Development of Brain Sparing Protocol for Inherited Degenerative Neurological Diseases
Analysis of data from Drs. Paul Orchard and Jakub Tolar’s brain sparing BMT protocol using novel antioxidant therapy, demonstrated that this approach appears to minimize disease progression in high risk patients transplanted for inherited degenerative neurological diseases thereby improving transplant outcomes.
Investigating Causes of Childhood Cancer
What is Causing Osteosarcoma?
Dr. Logan Spector began recruitment for the NIH-funded study "Genetic Epidemiology of Osteosarcoma". This will be the largest study of genetic risk factors for bone cancer in adolescents to date and also the first study to recruit patients through the Childhood Cancer Research Network.

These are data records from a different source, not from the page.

//! Input and result types shared by both network representations.

use pyo3::prelude::*;
use std::fmt;
use std::str::FromStr;

use crate::error::CpmError;

/// A named activity with a duration and precedence tokens.
///
/// For AoA each dependency token is `"<from>-<to>"` naming two event nodes;
/// for AoN each token is the name of a predecessor activity.
#[pyclass]
#[derive(Clone, Debug, PartialEq, Eq)]
pub struct Activity {
    #[pyo3(get, set)]
    pub name: String,
    #[pyo3(get, set)]
    pub duration: u32,
    #[pyo3(get, set)]
    pub dependencies: Vec<String>,
}

#[pymethods]
impl Activity {
    #[new]
    #[pyo3(signature = (name, duration, dependencies=Vec::new()))]
    pub fn new(name: String, duration: u32, dependencies: Vec<String>) -> Self {
        Self {
            name,
            duration,
            dependencies,
        }
    }

    fn __repr__(&self) -> String {
        format!(
            "Activity(name={:?}, duration={}, dependencies={:?})",
            self.name, self.duration, self.dependencies
        )
    }
}

/// Which network representation the dependency tokens use.
#[derive(Clone, Copy, Debug, Default, PartialEq, Eq)]
pub enum GraphType {
    /// Activity-on-Arrow: activities are edges between event nodes.
    #[default]
    Aoa,
    /// Activity-on-Node: activities reference predecessors by name.
    Aon,
}

impl FromStr for GraphType {
    type Err = CpmError;

    fn from_str(s: &str) -> Result<Self, Self::Err> {
        match s {
            "AoA" => Ok(GraphType::Aoa),
            "AoN" => Ok(GraphType::Aon),
            other => Err(CpmError::UnknownGraphType(other.to_string())),
        }
    }
}

impl fmt::Display for GraphType {
    fn fmt(&self, f: &mut fmt::Formatter<'_>) -> fmt::Result {
        match self {
            GraphType::Aoa => write!(f, "AoA"),
            GraphType::Aon => write!(f, "AoN"),
        }
    }
}

/// Outcome of a critical path computation.
#[pyclass]
#[derive(Clone, Debug, Default, PartialEq, Eq)]
pub struct CriticalPathResult {
    /// Activity names on the critical path.
    /// Ordered walk for AoA; critical set in input order for AoN.
    #[pyo3(get)]
    pub critical_path: Vec<String>,
    /// Project duration (longest path length).
    #[pyo3(get)]
    pub total_duration: i64,
}

#[pymethods]
impl CriticalPathResult {
    fn __repr__(&self) -> String {
        format!(
            "CriticalPathResult(critical_path={:?}, total_duration={})",
            self.critical_path, self.total_duration
        )
    }

    fn __str__(&self) -> String {
        self.to_string()
    }
}

impl fmt::Display for CriticalPathResult {
    fn fmt(&self, f: &mut fmt::Formatter<'_>) -> fmt::Result {
        write!(f, "{} ({})", self.critical_path.join(" > "), self.total_duration)
    }
}
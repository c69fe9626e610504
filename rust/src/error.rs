//! Error types for critical path computation.

use thiserror::Error;

/// Errors raised by the CPM engine.
#[derive(Error, Debug, Clone, PartialEq, Eq)]
pub enum CpmError {
    /// The precedence structure is not acyclic.
    #[error("Circular dependency detected: {unordered} node(s) could not be ordered")]
    CircularDependency { unordered: usize },

    /// An AoN activity names a predecessor that is not in the activity list.
    #[error("Activity {activity:?} depends on unknown activity {dependency:?}")]
    UnresolvedDependency { activity: String, dependency: String },

    /// An AoA dependency token is not of the form `<from>-<to>`.
    #[error("Activity {activity:?} has malformed dependency {token:?} (expected \"<from>-<to>\")")]
    MalformedToken { activity: String, token: String },

    #[error("Unknown graph type: {0} (expected \"AoA\" or \"AoN\")")]
    UnknownGraphType(String),
}
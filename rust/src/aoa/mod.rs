//! Activity-on-Arrow networks.
//!
//! Activities are edges between event nodes named by `"<from>-<to>"`
//! dependency tokens. Event nodes are discovered from the tokens, never
//! declared.

mod analysis;
mod graph;
mod passes;

pub use analysis::{compute_slack, ActivityRow};
pub use graph::{is_aoa_shaped, AoaEdge, AoaGraph, EventNode, NodeId, LATEST_UNSET};
pub use passes::{backward_pass, forward_pass};
//! Topological ordering over dense node indices.

use std::collections::VecDeque;

use crate::error::CpmError;

/// Order nodes so every arc `(from, to)` has `from` before `to`.
///
/// Uses Kahn's algorithm. Sources are seeded in index order and successors
/// are released in arc order, so the result is stable for a given input.
///
/// # Errors
/// `CpmError::CircularDependency` if some nodes can never be released.
pub fn topological_order(
    node_count: usize,
    arcs: &[(usize, usize)],
) -> Result<Vec<usize>, CpmError> {
    let mut in_degree = vec![0usize; node_count];
    let mut successors: Vec<Vec<usize>> = vec![Vec::new(); node_count];
    for &(from, to) in arcs {
        in_degree[to] += 1;
        successors[from].push(to);
    }

    let mut queue: VecDeque<usize> = (0..node_count).filter(|&i| in_degree[i] == 0).collect();
    let mut order = Vec::with_capacity(node_count);

    while let Some(node) = queue.pop_front() {
        order.push(node);
        for &next in &successors[node] {
            in_degree[next] -= 1;
            if in_degree[next] == 0 {
                queue.push_back(next);
            }
        }
    }

    if order.len() != node_count {
        return Err(CpmError::CircularDependency {
            unordered: node_count - order.len(),
        });
    }

    Ok(order)
}

#[cfg(test)]
mod tests {
    use super::*;

    #[test]
    fn test_chain_declared_out_of_order() {
        // 2 -> 0 -> 1
        let order = topological_order(3, &[(0, 1), (2, 0)]).unwrap();
        assert_eq!(order, vec![2, 0, 1]);
    }

    #[test]
    fn test_parallel_arcs_are_counted() {
        let order = topological_order(2, &[(0, 1), (0, 1)]).unwrap();
        assert_eq!(order, vec![0, 1]);
    }

    #[test]
    fn test_empty_graph() {
        assert_eq!(topological_order(0, &[]).unwrap(), Vec::<usize>::new());
    }

    #[test]
    fn test_cycle_detected() {
        // 0 -> 1 -> 2 -> 1, plus 2 -> 3 downstream of the cycle
        let result = topological_order(4, &[(0, 1), (1, 2), (2, 1), (2, 3)]);
        assert_eq!(result, Err(CpmError::CircularDependency { unordered: 3 }));
    }

    #[test]
    fn test_self_loop_detected() {
        let result = topological_order(1, &[(0, 0)]);
        assert_eq!(result, Err(CpmError::CircularDependency { unordered: 1 }));
    }
}
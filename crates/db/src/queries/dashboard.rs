// crates/db/src/queries/dashboard.rs
// Aggregates for the dashboard and the metadata page.

use peekaboo_core::{round2, ProgressEntry, RatingAverages};
use serde::Serialize;

use super::progress::{ProgressRow, PROGRESS_COLUMNS};
use crate::{Database, DbResult};

/// Numbers shown on the dashboard.
#[derive(Debug, Clone, Default, PartialEq, Serialize)]
pub struct DashboardStats {
    pub total_sessions: i64,
    /// Entries logged in the highest week that has any.
    pub current_week_progress: i64,
    /// Minutes.
    pub total_training_minutes: i64,
    /// Five most recent entries by date.
    pub recent_sessions: Vec<ProgressEntry>,
    pub averages: RatingAverages,
}

/// Row count and newest date of the progress table.
#[derive(Debug, Clone, Default, PartialEq, Eq, Serialize)]
pub struct DatabaseInfo {
    pub sessions_count: i64,
    pub last_session: Option<String>,
}

const RECENT_LIMIT: i64 = 5;

impl Database {
    /// Compute dashboard numbers in one connection.
    pub async fn dashboard_stats(&self) -> DbResult<DashboardStats> {
        let mut conn = self.connect().await?;

        let (total_sessions, current_week_progress, total_minutes): (i64, i64, Option<i64>) =
            sqlx::query_as(
                r#"
                SELECT
                  (SELECT COUNT(*) FROM progress),
                  (SELECT COUNT(*) FROM progress WHERE week = (SELECT MAX(week) FROM progress)),
                  (SELECT SUM(duration) FROM progress)
                "#,
            )
            .fetch_one(&mut *conn)
            .await?;

        let (fluidity, endurance, power): (Option<f64>, Option<f64>, Option<f64>) =
            sqlx::query_as("SELECT AVG(fluidity), AVG(endurance), AVG(power) FROM progress")
                .fetch_one(&mut *conn)
                .await?;

        let sql = format!(
            "SELECT {PROGRESS_COLUMNS} FROM progress ORDER BY date DESC, id DESC LIMIT ?1"
        );
        let recent: Vec<ProgressRow> = sqlx::query_as(&sql)
            .bind(RECENT_LIMIT)
            .fetch_all(&mut *conn)
            .await?;

        conn.close().await?;

        Ok(DashboardStats {
            total_sessions,
            current_week_progress,
            total_training_minutes: total_minutes.unwrap_or(0),
            recent_sessions: recent.into_iter().map(|r| r.0).collect(),
            averages: RatingAverages {
                fluidity: round2(fluidity.unwrap_or(0.0)),
                endurance: round2(endurance.unwrap_or(0.0)),
                power: round2(power.unwrap_or(0.0)),
            },
        })
    }

    pub async fn database_info(&self) -> DbResult<DatabaseInfo> {
        let mut conn = self.connect().await?;
        let (sessions_count, last_session): (i64, Option<String>) =
            sqlx::query_as("SELECT COUNT(*), MAX(date) FROM progress")
                .fetch_one(&mut *conn)
                .await?;
        conn.close().await?;
        Ok(DatabaseInfo {
            sessions_count,
            last_session,
        })
    }
}
//! Calendar and plain-text renderings of the training plan.

use chrono::{Duration, NaiveDate, NaiveTime};

use crate::csv::push_row;
use crate::curriculum::Curriculum;
use crate::error::ProgramError;
use crate::settings::TRAINING_TIME_FORMAT;

/// Header row of the calendar export, in the column order calendar apps expect.
pub const CALENDAR_HEADER: [&str; 7] = [
    "Subject",
    "Start Date",
    "Start Time",
    "End Date",
    "End Time",
    "Description",
    "Location",
];

const CALENDAR_DATE_FORMAT: &str = "%m/%d/%Y";
const CALENDAR_LOCATION: &str = "Training Location";
const PROGRAM_TITLE: &str = "PEEK-A-BOO BOXING TRAINING PROGRAM";
const RULE_WIDTH: usize = 80;

/// Render one calendar event per defined slot, scheduled from `start`.
///
/// Week `w` day `d` lands on `start + (w-1) weeks + (d-1) days`, beginning at
/// `training_time` and lasting the slot's planned minutes.
pub fn calendar_csv(
    plan: &Curriculum,
    training_time: &str,
    start: NaiveDate,
) -> Result<String, ProgramError> {
    let begins = NaiveTime::parse_from_str(training_time, TRAINING_TIME_FORMAT)
        .map_err(|_| ProgramError::InvalidTrainingTime(training_time.to_string()))?;

    let mut out = String::new();
    push_row(&mut out, &CALENDAR_HEADER);

    for slot in plan.slots() {
        let session = slot.session;
        let date = start + Duration::weeks(slot.week - 1) + Duration::days(slot.day - 1);
        let date_str = date.format(CALENDAR_DATE_FORMAT).to_string();
        // Wraps past midnight, same as the clock on the wall.
        let (ends, _) = begins.overflowing_add_signed(Duration::minutes(session.planned_minutes()));

        push_row(
            &mut out,
            &[
                format!(
                    "Peek-a-Boo Boxing W{}D{}: {}",
                    slot.week, slot.day, session.focus
                ),
                date_str.clone(),
                begins.format(TRAINING_TIME_FORMAT).to_string(),
                date_str,
                ends.format(TRAINING_TIME_FORMAT).to_string(),
                format!("{}\n\nFocus: {}", session.description, session.focus),
                CALENDAR_LOCATION.to_string(),
            ],
        );
    }

    Ok(out)
}

/// Render the whole plan as a printable text document.
pub fn program_text(plan: &Curriculum) -> String {
    let heavy = "=".repeat(RULE_WIDTH);
    let light = "-".repeat(RULE_WIDTH);
    let mut out = String::new();

    out.push_str(PROGRAM_TITLE);
    out.push('\n');
    out.push_str(&heavy);
    out.push_str("\n\n");

    for week in crate::curriculum::WEEKS {
        out.push_str(&format!("\n{heavy}\nWEEK {week}\n{heavy}\n\n"));

        for slot in plan.week(week) {
            let session = slot.session;
            out.push_str(&format!("\nDAY {}: {}\n{light}\n", slot.day, session.focus));
            out.push_str(&format!("Duration: {}\n", session.duration));
            out.push_str(&format!("Description: {}\n\n", session.description));

            for (heading, items) in session.sections() {
                if items.is_empty() {
                    continue;
                }
                out.push_str(&format!("\n{heading}:\n"));
                for item in items {
                    out.push_str(&format!("  • {item}\n"));
                }
            }

            out.push('\n');
            out.push_str(&heavy);
            out.push('\n');
        }
    }

    out
}
// crates/server/src/error.rs
use axum::{
    extract::{rejection::JsonRejection, FromRequest},
    http::StatusCode,
    response::{IntoResponse, Response},
    Json,
};
use peekaboo_core::{ProgramError, SettingsError};
use peekaboo_db::DbError;
use serde::Serialize;
use thiserror::Error;

/// Structured JSON error response for API errors
#[derive(Debug, Serialize)]
#[cfg_attr(test, derive(serde::Deserialize))]
pub struct ErrorResponse {
    pub error: String,
    #[serde(default, skip_serializing_if = "Option::is_none")]
    pub details: Option<String>,
}

impl ErrorResponse {
    pub fn new(error: impl Into<String>) -> Self {
        Self {
            error: error.into(),
            details: None,
        }
    }

    pub fn with_details(error: impl Into<String>, details: impl Into<String>) -> Self {
        Self {
            error: error.into(),
            details: Some(details.into()),
        }
    }
}

/// API error types that map to HTTP status codes
#[derive(Debug, Error)]
pub enum ApiError {
    #[error("Not found: {0}")]
    NotFound(String),

    #[error("Bad request: {0}")]
    BadRequest(String),

    #[error("Database error: {0}")]
    Database(#[from] DbError),

    #[error("Settings error: {0}")]
    Settings(#[from] SettingsError),

    #[error("Export error: {0}")]
    Program(#[from] ProgramError),

    #[error("Internal server error: {0}")]
    Internal(String),
}

impl IntoResponse for ApiError {
    fn into_response(self) -> Response {
        let (status, error_response) = match &self {
            ApiError::NotFound(what) => {
                tracing::warn!(what = %what, "Not found");
                (StatusCode::NOT_FOUND, ErrorResponse::new(what.clone()))
            }
            ApiError::BadRequest(msg) => {
                tracing::warn!(message = %msg, "Bad request");
                (StatusCode::BAD_REQUEST, ErrorResponse::new(msg.clone()))
            }
            ApiError::Database(db_err) => match db_err {
                DbError::NotFound(msg) => {
                    tracing::warn!(message = %msg, "Not found");
                    (StatusCode::NOT_FOUND, ErrorResponse::new(msg.clone()))
                }
                DbError::Validation(msg) => {
                    tracing::warn!(message = %msg, "Validation failed");
                    (StatusCode::BAD_REQUEST, ErrorResponse::new(msg.clone()))
                }
                _ => {
                    tracing::error!(error = %db_err, "Database error");
                    (
                        StatusCode::INTERNAL_SERVER_ERROR,
                        ErrorResponse::with_details("Database error", db_err.to_string()),
                    )
                }
            },
            ApiError::Settings(settings_err) => match settings_err {
                SettingsError::Invalid { field, message } => {
                    tracing::warn!(field = %field, message = %message, "Invalid settings");
                    (
                        StatusCode::BAD_REQUEST,
                        ErrorResponse::with_details("Invalid settings", settings_err.to_string()),
                    )
                }
                _ => {
                    tracing::error!(error = %settings_err, "Settings error");
                    (
                        StatusCode::INTERNAL_SERVER_ERROR,
                        ErrorResponse::with_details("Settings error", settings_err.to_string()),
                    )
                }
            },
            ApiError::Program(program_err) => {
                tracing::error!(error = %program_err, "Export failed");
                (
                    StatusCode::INTERNAL_SERVER_ERROR,
                    ErrorResponse::with_details("Export failed", program_err.to_string()),
                )
            }
            ApiError::Internal(msg) => {
                tracing::error!(message = %msg, "Internal server error");
                (
                    StatusCode::INTERNAL_SERVER_ERROR,
                    ErrorResponse::with_details("Internal server error", msg.clone()),
                )
            }
        };

        (status, Json(error_response)).into_response()
    }
}

/// Result type alias for API handlers
pub type ApiResult<T> = Result<T, ApiError>;

impl From<JsonRejection> for ApiError {
    fn from(rejection: JsonRejection) -> Self {
        ApiError::BadRequest(rejection.body_text())
    }
}

/// `Json` body extractor whose rejections use the API error body.
#[derive(Debug, FromRequest)]
#[from_request(via(Json), rejection(ApiError))]
pub struct ApiJson<T>(pub T);

#[cfg(test)]
mod tests {
    use super::*;
    use axum::body::to_bytes;

    /// Helper to extract status code and body from a response
    async fn extract_response(response: Response) -> (StatusCode, ErrorResponse) {
        let status = response.status();
        let body = to_bytes(response.into_body(), usize::MAX).await.unwrap();
        let error_response: ErrorResponse = serde_json::from_slice(&body).unwrap();
        (status, error_response)
    }

    #[tokio::test]
    async fn test_not_found_returns_404() {
        let error = ApiError::NotFound("Session not found".to_string());
        let (status, body) = extract_response(error.into_response()).await;

        assert_eq!(status, StatusCode::NOT_FOUND);
        assert_eq!(body.error, "Session not found");
        assert!(body.details.is_none());
    }

    #[tokio::test]
    async fn test_db_not_found_returns_404() {
        let error = ApiError::Database(DbError::NotFound("Backup file not found: x.db".to_string()));
        let (status, body) = extract_response(error.into_response()).await;

        assert_eq!(status, StatusCode::NOT_FOUND);
        assert!(body.error.contains("x.db"));
    }

    #[tokio::test]
    async fn test_db_validation_returns_400() {
        let error = ApiError::Database(DbError::Validation("Week and day are required".to_string()));
        let (status, body) = extract_response(error.into_response()).await;

        assert_eq!(status, StatusCode::BAD_REQUEST);
        assert_eq!(body.error, "Week and day are required");
    }

    #[tokio::test]
    async fn test_db_io_returns_500_with_details() {
        let error = ApiError::Database(DbError::Io(std::io::Error::new(
            std::io::ErrorKind::Other,
            "disk full",
        )));
        let (status, body) = extract_response(error.into_response()).await;

        assert_eq!(status, StatusCode::INTERNAL_SERVER_ERROR);
        assert_eq!(body.error, "Database error");
        assert!(body.details.unwrap().contains("disk full"));
    }

    #[tokio::test]
    async fn test_invalid_settings_returns_400() {
        let error = ApiError::Settings(SettingsError::invalid("max_backups", "must be at least 1"));
        let (status, body) = extract_response(error.into_response()).await;

        assert_eq!(status, StatusCode::BAD_REQUEST);
        assert_eq!(body.error, "Invalid settings");
        assert!(body.details.unwrap().contains("max_backups"));
    }

    #[tokio::test]
    async fn test_program_error_returns_500() {
        let error = ApiError::Program(ProgramError::InvalidTrainingTime("nine".to_string()));
        let (status, body) = extract_response(error.into_response()).await;

        assert_eq!(status, StatusCode::INTERNAL_SERVER_ERROR);
        assert!(body.details.unwrap().contains("nine"));
    }

    #[tokio::test]
    async fn test_bad_request_returns_400() {
        let error = ApiError::BadRequest("No file provided".to_string());
        let (status, body) = extract_response(error.into_response()).await;

        assert_eq!(status, StatusCode::BAD_REQUEST);
        assert_eq!(body.error, "No file provided");
    }
}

Evaluating Birth Factors and the Risk of Childhood Cancer
A consortium to pool childhood cancer datasets from the states of California, Minnesota, New York, Texas and Washington was established by Dr. Logan Spector. The combined dataset includes over 17,000 cases of childhood cancer and 55,000 controls, making it the largest study of its kind. The study will examine in greater detail than in previous studies the role of birth factors in the risk for childhood cancer.
Understanding Risk Factors for Wilm's Tumor, Neuroblastoma and Rhabdomyosarcoma
Dr Simona Ognjanovic is leading the pilot study of embryonal tumors (ISET study) in two European countries (Serbia and Slovenia). This is a part of the multi-center worldwide study of embryonal tumors initiated by the International Agency for Research on Cancer (IARC). Pediatric cases of Wilms tumor, neuroblastoma and rhabdomyosarcoma are continuing to be recruited to elucidate genetic determinants of these rare childhood cancers. The results of the pilot study will be used as basis for a large 5-year international study of embryonal tumors to improve our understanding of genetic and environmental factors associated with risk for these types of childhood cancer.
Causes of Childhood Cancer - Neonatal Blood Spot Study
The Riverside Birth Study, which will enroll and gather biologic samples from 500 pregnant women and from their babies at birth, was initiated by Drs. Simona Ognjanovic and Logan Spector. This study will give great insight into the measurement of biomarkers in neonatal blood spots, which are stored by a number of states and are being incorporated into studies of the causes of childhood cancer.